### WHAT IS BEING ASKED
Nothing is needed except the lines below that run from the one with "repository 11b4fd201c0fcf8e" through the one with "let body = if", repeated exactly.

### DATA UNDER STUDY
....................

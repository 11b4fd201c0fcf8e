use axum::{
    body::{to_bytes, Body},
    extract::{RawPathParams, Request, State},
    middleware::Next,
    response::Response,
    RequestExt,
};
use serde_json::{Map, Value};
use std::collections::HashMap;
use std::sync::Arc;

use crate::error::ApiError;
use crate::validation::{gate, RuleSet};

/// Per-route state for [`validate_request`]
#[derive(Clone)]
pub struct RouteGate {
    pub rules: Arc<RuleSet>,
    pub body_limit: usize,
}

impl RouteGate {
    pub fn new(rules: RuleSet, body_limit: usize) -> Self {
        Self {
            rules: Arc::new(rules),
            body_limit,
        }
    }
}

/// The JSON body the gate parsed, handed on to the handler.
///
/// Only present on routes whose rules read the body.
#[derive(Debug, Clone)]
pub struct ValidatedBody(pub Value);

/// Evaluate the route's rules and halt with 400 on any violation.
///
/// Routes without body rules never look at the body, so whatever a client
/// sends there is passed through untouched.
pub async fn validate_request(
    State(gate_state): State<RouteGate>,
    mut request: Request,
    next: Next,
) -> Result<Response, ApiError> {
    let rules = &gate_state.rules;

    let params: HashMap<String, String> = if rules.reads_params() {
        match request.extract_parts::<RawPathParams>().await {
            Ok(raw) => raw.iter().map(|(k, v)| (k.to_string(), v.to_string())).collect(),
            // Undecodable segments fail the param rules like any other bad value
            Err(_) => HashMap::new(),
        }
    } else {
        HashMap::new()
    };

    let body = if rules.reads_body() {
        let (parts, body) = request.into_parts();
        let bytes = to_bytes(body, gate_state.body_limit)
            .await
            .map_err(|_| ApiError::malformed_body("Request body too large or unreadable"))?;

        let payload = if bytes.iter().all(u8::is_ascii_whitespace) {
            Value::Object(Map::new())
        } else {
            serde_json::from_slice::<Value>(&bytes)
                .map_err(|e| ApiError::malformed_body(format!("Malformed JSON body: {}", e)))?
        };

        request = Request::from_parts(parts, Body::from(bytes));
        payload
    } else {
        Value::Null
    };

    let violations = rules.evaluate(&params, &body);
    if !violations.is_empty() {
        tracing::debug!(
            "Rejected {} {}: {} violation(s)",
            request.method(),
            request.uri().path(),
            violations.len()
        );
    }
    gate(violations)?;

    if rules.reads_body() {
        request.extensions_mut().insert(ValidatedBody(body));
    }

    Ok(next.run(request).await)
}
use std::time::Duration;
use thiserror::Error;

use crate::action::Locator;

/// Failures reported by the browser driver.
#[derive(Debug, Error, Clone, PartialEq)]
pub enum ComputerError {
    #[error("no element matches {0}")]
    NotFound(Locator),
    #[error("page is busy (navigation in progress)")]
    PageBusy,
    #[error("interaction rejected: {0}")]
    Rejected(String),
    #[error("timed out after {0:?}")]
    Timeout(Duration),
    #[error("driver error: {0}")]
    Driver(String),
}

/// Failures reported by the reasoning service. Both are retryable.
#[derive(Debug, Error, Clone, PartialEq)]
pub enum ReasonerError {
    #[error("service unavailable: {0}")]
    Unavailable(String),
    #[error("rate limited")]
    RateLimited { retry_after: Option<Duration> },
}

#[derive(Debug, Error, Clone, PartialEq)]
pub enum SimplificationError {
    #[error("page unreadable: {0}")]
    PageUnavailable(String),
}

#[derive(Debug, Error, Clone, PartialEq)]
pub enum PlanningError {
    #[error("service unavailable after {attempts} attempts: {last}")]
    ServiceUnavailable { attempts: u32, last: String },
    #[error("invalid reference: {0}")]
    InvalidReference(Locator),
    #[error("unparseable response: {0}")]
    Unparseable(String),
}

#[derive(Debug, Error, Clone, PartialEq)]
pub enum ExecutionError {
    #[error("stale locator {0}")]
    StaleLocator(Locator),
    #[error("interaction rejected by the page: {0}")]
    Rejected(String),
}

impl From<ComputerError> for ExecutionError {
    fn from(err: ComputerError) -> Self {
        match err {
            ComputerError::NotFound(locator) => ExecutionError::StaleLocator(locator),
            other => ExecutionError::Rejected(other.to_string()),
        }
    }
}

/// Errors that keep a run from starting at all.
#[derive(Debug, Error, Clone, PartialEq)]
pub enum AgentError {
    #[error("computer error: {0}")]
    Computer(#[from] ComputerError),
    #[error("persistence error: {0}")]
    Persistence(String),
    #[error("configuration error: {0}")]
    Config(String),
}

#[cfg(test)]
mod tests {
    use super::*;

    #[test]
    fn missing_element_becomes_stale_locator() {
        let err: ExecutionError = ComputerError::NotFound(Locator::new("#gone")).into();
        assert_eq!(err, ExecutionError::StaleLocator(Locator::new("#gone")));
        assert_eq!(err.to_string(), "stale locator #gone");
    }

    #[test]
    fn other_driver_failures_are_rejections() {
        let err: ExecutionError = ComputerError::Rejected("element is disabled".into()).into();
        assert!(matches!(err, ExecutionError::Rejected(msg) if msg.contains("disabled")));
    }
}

....................

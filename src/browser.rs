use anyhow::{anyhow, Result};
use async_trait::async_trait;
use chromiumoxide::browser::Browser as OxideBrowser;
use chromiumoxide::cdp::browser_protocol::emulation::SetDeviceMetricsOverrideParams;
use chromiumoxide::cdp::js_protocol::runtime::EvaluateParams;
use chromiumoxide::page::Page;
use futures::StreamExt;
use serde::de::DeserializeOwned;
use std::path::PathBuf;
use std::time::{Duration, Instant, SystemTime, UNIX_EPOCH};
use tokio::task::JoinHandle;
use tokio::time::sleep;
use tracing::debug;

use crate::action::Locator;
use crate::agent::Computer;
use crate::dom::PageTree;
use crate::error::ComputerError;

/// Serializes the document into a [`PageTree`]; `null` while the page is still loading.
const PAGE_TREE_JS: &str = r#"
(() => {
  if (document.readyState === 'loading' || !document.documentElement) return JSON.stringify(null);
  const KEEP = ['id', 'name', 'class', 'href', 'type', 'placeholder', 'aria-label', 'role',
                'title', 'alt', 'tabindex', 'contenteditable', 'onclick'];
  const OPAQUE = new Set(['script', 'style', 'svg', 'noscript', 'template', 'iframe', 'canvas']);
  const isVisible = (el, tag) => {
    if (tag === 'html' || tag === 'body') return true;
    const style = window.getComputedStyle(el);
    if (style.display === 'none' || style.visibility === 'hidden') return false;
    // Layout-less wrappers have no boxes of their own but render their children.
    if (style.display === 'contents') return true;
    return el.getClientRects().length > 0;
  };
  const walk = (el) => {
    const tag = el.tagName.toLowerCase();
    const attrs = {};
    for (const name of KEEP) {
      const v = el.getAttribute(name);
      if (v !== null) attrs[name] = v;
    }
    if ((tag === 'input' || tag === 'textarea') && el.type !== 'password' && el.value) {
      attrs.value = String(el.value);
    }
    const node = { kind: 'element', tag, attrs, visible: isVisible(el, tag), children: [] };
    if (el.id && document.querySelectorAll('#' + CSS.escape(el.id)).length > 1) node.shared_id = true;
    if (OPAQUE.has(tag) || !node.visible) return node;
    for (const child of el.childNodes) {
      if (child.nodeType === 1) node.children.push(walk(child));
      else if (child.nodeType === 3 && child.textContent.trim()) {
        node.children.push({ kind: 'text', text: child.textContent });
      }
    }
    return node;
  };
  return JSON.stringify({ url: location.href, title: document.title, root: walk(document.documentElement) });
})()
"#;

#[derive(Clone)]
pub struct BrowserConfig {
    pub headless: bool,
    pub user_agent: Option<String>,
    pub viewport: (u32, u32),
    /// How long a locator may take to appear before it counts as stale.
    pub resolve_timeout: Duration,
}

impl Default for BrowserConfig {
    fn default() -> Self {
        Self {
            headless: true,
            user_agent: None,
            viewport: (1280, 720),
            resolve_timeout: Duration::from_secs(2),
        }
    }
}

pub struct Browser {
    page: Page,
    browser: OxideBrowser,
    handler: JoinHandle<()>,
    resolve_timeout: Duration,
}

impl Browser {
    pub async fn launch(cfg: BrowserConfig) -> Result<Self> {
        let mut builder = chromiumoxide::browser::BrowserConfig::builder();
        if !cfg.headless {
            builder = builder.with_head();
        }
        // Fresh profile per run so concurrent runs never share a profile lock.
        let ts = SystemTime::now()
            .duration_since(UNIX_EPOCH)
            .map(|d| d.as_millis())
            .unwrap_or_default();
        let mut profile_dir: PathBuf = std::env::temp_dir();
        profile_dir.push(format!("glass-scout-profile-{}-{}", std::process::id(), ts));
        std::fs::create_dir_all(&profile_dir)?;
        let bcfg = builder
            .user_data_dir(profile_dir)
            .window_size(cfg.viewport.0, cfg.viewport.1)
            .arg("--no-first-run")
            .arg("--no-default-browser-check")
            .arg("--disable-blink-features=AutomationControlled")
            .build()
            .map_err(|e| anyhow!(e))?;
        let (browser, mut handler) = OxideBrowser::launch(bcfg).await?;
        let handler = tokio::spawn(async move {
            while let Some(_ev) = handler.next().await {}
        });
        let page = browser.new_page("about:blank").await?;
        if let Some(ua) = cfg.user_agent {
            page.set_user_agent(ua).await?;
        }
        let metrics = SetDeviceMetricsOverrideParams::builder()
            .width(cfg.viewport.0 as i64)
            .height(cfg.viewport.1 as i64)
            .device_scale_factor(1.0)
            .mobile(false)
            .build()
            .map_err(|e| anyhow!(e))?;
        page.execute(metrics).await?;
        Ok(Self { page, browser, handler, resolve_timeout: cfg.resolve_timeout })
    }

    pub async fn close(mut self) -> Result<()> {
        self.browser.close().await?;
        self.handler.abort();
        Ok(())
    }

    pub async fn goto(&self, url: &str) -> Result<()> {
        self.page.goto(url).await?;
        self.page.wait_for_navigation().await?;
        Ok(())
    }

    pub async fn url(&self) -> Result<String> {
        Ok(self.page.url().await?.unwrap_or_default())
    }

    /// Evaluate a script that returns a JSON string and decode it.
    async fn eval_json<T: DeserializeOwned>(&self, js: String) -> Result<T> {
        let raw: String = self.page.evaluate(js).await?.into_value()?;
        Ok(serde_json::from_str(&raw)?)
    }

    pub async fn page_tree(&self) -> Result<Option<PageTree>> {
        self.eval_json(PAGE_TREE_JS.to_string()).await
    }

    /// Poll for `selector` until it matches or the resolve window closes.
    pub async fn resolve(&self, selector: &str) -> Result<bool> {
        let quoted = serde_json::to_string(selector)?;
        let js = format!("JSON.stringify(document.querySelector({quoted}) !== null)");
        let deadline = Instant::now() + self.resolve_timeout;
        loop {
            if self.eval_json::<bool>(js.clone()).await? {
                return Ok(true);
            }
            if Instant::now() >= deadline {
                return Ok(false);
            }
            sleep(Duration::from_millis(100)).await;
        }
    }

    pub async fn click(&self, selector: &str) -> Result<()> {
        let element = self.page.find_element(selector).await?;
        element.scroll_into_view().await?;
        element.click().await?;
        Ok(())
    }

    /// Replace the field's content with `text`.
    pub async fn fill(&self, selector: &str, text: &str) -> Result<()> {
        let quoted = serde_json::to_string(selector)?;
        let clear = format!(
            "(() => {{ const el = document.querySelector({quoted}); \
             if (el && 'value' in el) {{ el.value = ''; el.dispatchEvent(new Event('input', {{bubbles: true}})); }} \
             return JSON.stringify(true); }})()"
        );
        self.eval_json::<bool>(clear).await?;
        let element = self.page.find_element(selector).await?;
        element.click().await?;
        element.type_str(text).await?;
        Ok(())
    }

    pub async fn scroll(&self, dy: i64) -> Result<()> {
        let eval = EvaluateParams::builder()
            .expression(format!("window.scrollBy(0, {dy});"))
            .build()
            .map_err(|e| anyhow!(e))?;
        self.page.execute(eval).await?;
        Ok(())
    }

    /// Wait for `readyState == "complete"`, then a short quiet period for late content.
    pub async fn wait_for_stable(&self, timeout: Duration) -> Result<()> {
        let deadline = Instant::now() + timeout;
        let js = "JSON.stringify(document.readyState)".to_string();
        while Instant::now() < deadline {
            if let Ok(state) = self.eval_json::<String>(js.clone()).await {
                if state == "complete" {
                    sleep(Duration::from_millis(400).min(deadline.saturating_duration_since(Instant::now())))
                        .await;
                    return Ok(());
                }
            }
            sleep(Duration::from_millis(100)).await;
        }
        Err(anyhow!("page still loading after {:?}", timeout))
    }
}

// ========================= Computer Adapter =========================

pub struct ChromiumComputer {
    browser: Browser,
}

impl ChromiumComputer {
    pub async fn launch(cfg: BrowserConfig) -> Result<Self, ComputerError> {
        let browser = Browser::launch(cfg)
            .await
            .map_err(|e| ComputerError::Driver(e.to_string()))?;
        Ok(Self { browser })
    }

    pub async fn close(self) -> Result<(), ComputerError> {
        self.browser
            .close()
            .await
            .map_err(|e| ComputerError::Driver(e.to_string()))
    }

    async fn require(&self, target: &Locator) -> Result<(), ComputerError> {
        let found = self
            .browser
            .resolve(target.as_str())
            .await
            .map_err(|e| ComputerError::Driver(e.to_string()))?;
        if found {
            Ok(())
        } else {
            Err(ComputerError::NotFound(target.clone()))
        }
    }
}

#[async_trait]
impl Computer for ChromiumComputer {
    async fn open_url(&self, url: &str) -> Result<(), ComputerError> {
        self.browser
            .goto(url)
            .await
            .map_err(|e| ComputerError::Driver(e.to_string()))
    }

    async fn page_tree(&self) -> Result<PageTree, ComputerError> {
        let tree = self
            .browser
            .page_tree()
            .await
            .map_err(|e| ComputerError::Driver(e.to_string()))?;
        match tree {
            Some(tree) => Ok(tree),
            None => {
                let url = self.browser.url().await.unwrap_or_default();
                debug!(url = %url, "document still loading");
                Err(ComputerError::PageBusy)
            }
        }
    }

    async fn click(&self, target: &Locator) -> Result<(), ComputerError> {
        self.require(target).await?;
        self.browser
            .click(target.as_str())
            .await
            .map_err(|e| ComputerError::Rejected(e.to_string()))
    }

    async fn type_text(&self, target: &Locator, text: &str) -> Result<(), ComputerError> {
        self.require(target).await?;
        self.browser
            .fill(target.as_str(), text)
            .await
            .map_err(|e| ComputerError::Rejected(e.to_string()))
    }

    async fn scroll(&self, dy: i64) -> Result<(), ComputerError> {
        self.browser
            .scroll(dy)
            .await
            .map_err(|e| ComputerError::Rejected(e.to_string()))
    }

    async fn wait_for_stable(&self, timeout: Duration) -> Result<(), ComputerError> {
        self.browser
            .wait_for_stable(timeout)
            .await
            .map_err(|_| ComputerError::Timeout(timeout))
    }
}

....................

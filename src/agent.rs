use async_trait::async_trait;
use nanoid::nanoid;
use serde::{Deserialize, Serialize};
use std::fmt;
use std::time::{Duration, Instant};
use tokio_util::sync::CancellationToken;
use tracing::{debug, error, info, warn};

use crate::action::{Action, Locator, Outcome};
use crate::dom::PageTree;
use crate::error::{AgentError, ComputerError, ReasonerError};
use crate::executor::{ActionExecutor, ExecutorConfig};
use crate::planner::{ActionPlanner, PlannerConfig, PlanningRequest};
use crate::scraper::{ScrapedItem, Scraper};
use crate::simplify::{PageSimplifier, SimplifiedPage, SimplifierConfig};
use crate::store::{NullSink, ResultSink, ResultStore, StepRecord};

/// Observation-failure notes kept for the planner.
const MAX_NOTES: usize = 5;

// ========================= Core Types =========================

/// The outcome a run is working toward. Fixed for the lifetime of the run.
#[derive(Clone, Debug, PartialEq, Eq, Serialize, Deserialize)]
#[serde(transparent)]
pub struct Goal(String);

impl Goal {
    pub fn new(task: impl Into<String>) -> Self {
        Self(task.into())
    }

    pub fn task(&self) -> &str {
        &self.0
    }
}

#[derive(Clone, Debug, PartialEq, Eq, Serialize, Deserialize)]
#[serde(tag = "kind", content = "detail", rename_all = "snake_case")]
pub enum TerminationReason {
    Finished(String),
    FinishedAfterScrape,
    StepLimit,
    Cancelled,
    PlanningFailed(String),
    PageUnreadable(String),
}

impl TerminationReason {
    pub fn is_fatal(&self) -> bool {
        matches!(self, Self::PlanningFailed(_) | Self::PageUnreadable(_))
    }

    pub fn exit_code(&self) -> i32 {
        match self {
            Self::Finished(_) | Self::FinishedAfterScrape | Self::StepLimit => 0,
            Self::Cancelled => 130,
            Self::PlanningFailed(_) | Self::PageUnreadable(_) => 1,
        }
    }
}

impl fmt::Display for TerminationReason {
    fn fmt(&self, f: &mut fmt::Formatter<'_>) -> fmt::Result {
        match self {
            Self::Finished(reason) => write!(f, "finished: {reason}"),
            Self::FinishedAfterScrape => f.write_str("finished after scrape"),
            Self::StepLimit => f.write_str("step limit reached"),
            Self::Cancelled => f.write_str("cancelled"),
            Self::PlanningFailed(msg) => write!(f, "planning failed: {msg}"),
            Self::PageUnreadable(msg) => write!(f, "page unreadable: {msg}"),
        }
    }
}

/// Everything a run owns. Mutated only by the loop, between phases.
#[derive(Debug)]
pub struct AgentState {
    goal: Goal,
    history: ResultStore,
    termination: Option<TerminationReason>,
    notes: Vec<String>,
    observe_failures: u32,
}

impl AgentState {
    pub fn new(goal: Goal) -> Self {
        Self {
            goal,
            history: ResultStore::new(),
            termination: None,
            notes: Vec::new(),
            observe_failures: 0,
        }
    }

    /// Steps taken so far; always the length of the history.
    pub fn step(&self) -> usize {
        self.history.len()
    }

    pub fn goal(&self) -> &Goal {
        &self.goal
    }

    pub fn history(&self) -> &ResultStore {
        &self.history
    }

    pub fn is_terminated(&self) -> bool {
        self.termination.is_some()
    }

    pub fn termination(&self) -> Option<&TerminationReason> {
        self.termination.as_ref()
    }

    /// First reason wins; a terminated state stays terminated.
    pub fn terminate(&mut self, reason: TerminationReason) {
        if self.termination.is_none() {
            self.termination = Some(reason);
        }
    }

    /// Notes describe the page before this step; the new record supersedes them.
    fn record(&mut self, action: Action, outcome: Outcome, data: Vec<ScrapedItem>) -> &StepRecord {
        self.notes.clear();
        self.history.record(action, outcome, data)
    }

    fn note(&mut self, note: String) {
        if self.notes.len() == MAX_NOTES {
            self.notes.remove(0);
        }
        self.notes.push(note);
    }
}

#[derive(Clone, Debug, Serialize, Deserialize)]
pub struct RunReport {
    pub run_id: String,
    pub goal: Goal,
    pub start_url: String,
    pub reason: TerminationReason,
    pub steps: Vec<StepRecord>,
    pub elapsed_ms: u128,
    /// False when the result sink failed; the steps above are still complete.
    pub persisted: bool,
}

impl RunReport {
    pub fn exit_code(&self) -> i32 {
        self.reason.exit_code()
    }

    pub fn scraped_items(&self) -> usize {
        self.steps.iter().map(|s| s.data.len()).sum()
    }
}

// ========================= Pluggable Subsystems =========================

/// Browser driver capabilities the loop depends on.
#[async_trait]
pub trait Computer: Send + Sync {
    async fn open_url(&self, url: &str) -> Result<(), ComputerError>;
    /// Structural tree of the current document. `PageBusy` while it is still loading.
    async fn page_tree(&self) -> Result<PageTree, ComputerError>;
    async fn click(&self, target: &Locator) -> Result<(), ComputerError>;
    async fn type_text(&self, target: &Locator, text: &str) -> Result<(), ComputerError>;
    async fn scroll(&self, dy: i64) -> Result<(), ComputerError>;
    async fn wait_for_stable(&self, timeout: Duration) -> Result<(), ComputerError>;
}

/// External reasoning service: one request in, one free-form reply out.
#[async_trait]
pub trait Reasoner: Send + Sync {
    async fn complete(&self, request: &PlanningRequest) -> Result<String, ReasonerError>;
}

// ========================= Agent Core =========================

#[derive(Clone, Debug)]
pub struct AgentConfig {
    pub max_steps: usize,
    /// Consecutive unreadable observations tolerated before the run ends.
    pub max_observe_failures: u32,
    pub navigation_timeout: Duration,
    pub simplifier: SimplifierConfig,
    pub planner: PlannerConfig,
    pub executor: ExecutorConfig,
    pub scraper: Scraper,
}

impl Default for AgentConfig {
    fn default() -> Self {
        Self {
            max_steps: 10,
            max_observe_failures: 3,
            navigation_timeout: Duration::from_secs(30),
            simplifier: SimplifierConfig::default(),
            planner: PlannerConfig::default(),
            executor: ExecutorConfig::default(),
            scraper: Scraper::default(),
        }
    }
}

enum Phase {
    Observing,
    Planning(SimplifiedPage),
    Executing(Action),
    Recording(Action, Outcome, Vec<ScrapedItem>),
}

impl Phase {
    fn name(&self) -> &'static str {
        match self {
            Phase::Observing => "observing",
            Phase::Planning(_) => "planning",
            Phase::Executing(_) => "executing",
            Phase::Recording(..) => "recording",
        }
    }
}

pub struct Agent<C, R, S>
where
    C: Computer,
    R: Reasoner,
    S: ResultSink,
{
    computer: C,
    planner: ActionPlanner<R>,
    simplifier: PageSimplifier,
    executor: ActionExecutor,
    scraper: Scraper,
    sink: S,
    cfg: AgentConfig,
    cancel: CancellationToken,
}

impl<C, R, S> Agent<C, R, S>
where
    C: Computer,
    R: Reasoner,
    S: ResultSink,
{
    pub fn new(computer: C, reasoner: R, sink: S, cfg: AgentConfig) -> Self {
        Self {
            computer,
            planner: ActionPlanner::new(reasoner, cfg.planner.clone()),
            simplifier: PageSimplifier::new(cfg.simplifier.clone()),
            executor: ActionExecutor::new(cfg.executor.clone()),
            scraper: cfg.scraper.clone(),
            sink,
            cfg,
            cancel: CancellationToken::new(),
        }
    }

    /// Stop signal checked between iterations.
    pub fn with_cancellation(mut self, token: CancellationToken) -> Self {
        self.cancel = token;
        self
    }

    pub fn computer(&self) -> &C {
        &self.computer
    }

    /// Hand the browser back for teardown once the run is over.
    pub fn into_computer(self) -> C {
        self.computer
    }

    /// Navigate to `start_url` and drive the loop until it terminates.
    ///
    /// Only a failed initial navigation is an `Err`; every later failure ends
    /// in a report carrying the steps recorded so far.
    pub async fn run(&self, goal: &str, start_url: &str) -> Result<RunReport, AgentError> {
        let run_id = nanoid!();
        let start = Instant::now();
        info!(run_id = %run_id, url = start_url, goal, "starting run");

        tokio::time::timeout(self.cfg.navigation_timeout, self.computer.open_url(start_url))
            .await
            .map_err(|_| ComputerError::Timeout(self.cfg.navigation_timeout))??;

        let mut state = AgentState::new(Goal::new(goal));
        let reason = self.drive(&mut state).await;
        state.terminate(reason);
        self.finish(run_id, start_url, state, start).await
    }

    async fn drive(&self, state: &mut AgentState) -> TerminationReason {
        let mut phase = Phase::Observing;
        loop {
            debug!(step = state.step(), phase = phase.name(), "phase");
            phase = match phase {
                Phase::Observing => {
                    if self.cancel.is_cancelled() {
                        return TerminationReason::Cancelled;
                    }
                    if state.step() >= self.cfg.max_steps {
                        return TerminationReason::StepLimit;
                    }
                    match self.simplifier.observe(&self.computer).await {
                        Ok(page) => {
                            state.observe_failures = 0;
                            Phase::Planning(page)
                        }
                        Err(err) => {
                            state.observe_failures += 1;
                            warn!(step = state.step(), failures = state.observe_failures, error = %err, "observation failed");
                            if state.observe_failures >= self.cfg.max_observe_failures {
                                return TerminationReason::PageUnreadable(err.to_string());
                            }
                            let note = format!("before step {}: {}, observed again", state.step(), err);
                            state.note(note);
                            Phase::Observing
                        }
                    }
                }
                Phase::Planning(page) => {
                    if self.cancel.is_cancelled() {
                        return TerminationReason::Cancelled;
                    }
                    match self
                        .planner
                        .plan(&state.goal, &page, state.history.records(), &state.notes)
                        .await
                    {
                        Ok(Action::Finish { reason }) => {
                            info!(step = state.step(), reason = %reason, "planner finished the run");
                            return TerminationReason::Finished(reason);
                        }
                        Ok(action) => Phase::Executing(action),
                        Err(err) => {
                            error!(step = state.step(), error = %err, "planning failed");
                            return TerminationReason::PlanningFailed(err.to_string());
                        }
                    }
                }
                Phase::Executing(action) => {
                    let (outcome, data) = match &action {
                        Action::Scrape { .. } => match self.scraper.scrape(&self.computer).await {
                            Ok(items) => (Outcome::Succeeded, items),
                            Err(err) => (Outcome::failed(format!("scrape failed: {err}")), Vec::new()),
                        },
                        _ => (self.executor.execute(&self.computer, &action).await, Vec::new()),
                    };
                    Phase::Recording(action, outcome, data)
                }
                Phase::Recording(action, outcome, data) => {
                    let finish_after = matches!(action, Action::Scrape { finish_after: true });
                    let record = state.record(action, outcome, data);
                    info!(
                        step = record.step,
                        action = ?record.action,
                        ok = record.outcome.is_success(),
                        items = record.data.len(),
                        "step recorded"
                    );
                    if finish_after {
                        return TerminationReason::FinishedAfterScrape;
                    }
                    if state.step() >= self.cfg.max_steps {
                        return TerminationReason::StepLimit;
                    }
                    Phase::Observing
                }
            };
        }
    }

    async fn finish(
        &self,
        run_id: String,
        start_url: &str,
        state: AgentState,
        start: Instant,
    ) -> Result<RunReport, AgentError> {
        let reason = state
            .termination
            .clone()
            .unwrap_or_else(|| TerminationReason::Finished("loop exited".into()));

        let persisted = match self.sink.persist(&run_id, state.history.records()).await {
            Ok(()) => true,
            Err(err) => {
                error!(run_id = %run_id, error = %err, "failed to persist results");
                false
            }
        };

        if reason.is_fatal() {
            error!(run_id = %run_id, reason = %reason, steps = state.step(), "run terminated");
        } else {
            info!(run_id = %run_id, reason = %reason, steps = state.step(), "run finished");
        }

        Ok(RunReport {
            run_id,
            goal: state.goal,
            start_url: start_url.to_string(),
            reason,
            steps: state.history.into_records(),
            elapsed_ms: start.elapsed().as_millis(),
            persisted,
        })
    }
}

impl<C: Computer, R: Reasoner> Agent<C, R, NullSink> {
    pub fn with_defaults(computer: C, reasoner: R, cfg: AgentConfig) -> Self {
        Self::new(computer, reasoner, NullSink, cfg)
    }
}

....................

### THE COMPLETED TASK
repository 11b4fd201c0fcf8e
use axum::{
    body::{to_bytes, Body},
    extract::{RawPathParams, Request, State},
    middleware::Next,
    response::Response,
    RequestExt,
};
use serde_json::{Map, Value};
use std::collections::HashMap;
use std::sync::Arc;

use crate::error::ApiError;
use crate::validation::{gate, RuleSet};

/// Per-route state for [`validate_request`]
#[derive(Clone)]
pub struct RouteGate {
    pub rules: Arc<RuleSet>,
    pub body_limit: usize,
}

impl RouteGate {
    pub fn new(rules: RuleSet, body_limit: usize) -> Self {
        Self {
            rules: Arc::new(rules),
            body_limit,
        }
    }
}

/// The JSON body the gate parsed, handed on to the handler.
///
/// Only present on routes whose rules read the body.
#[derive(Debug, Clone)]
pub struct ValidatedBody(pub Value);

/// Evaluate the route's rules and halt with 400 on any violation.
///
/// Routes without body rules never look at the body, so whatever a client
/// sends there is passed through untouched.
pub async fn validate_request(
    State(gate_state): State<RouteGate>,
    mut request: Request,
    next: Next,
) -> Result<Response, ApiError> {
    let rules = &gate_state.rules;

    let params: HashMap<String, String> = if rules.reads_params() {
        match request.extract_parts::<RawPathParams>().await {
            Ok(raw) => raw.iter().map(|(k, v)| (k.to_string(), v.to_string())).collect(),
            // Undecodable segments fail the param rules like any other bad value
            Err(_) => HashMap::new(),
        }
    } else {
        HashMap::new()
    };

    let body = if rules.reads_body() {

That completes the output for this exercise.